### Task description
What lines in the entries hold the string "cache"? List them.

*** Opening Records for this task ***

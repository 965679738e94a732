//! JSON API server for the dashboard.
//!
//! A lightweight sync HTTP server (`tiny_http`) exposing every view as
//! JSON. There is no HTML frontend; any chart or table UI consumes these
//! endpoints:
//!
//! - `GET /api/summary|status|aging|cost|customers|pareto|tickets`
//! - `GET /api/options`: filter choices
//! - `GET /api/health`
//! - `POST /api/refresh`: invalidate the fetch cache and reload
//!
//! Launched via `ncdash serve` (default: `http://127.0.0.1:8501`).

mod api;

use std::io::Cursor;

use anyhow::Result;
use chrono::{Local, NaiveDateTime};
use tiny_http::{Header, Method, Response, Server, StatusCode};

use crate::dashboard::Dashboard;
use crate::logging;

pub use api::Reply;

const VIEW_ROUTES: [&str; 7] = ["summary", "status", "aging", "cost", "customers", "pareto", "tickets"];

// ---------------------------------------------------------------------------
// Server entry point
// ---------------------------------------------------------------------------

/// Serve the API on `addr`. Blocks the current thread.
///
/// Requests are handled sequentially, which is enough for a local
/// dashboard and lets every request share the dashboard's fetch cache.
/// A failing request gets a JSON error and never stops the server.
pub fn serve(mut dashboard: Dashboard, addr: &str) -> Result<()> {
    let server = Server::http(addr)
        .map_err(|e| anyhow::anyhow!("failed to start HTTP server on {addr}: {e}"))?;

    println!("ncdash API running at http://{addr}/api/summary");
    println!("Data source: {}", dashboard.describe());
    println!("Press Ctrl+C to stop.\n");

    for request in server.incoming_requests() {
        let method = request.method().clone();
        let url = request.url().to_string();

        let reply = dispatch(&mut dashboard, &method, &url, Local::now().naive_local())
            .unwrap_or_else(|e| Reply::error(500, format!("{e:#}")));

        let path = url.split('?').next().unwrap_or(&url);
        dashboard
            .log()
            .request(&dashboard.describe(), &format!("{method} {path}"), reply.status);
        if reply.status >= 500 {
            logging::warn(format!("{method} {url} -> {}", reply.status));
        }

        let _ = request.respond(into_response(&reply));

        // Brief access log
        println!(
            "{} {} {} {}",
            method,
            url,
            reply.status,
            Local::now().format("%H:%M:%S")
        );
    }

    Ok(())
}

// ---------------------------------------------------------------------------
// Router
// ---------------------------------------------------------------------------

/// Dispatch a request to its handler. `now` is the clock views use unless
/// the query string overrides it.
pub fn dispatch(dashboard: &mut Dashboard, method: &Method, url: &str, now: NaiveDateTime) -> Result<Reply> {
    let path = url.split('?').next().unwrap_or(url);
    let route = path.strip_prefix("/api/").unwrap_or("").trim_end_matches('/');

    match (method, route) {
        (&Method::Get, "health") => api::get_health(dashboard),
        (&Method::Get, "options") => api::get_options(dashboard),
        (&Method::Post, "refresh") => api::post_refresh(dashboard),
        (&Method::Get, view) if VIEW_ROUTES.contains(&view) => api::get_view(dashboard, view, url, now),
        (_, "refresh") => Ok(Reply::error(405, "use POST /api/refresh")),
        _ => Ok(Reply::error(404, "not found")),
    }
}

// ---------------------------------------------------------------------------
// Response helpers
// ---------------------------------------------------------------------------

fn into_response(reply: &Reply) -> Response<Cursor<Vec<u8>>> {
    let response = Response::from_data(reply.body.to_string().into_bytes())
        .with_status_code(StatusCode(reply.status));
    match content_type_json() {
        Some(header) => response.with_header(header),
        None => response,
    }
}

/// JSON content type header.
fn content_type_json() -> Option<Header> {
    Header::from_bytes("Content-Type", "application/json; charset=utf-8").ok()
}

*** Closing Records for this task ***

### Written answer
//! - `POST /api/refresh`: invalidate the fetch cache and reload
/// dashboard and lets every request share the dashboard's fetch cache.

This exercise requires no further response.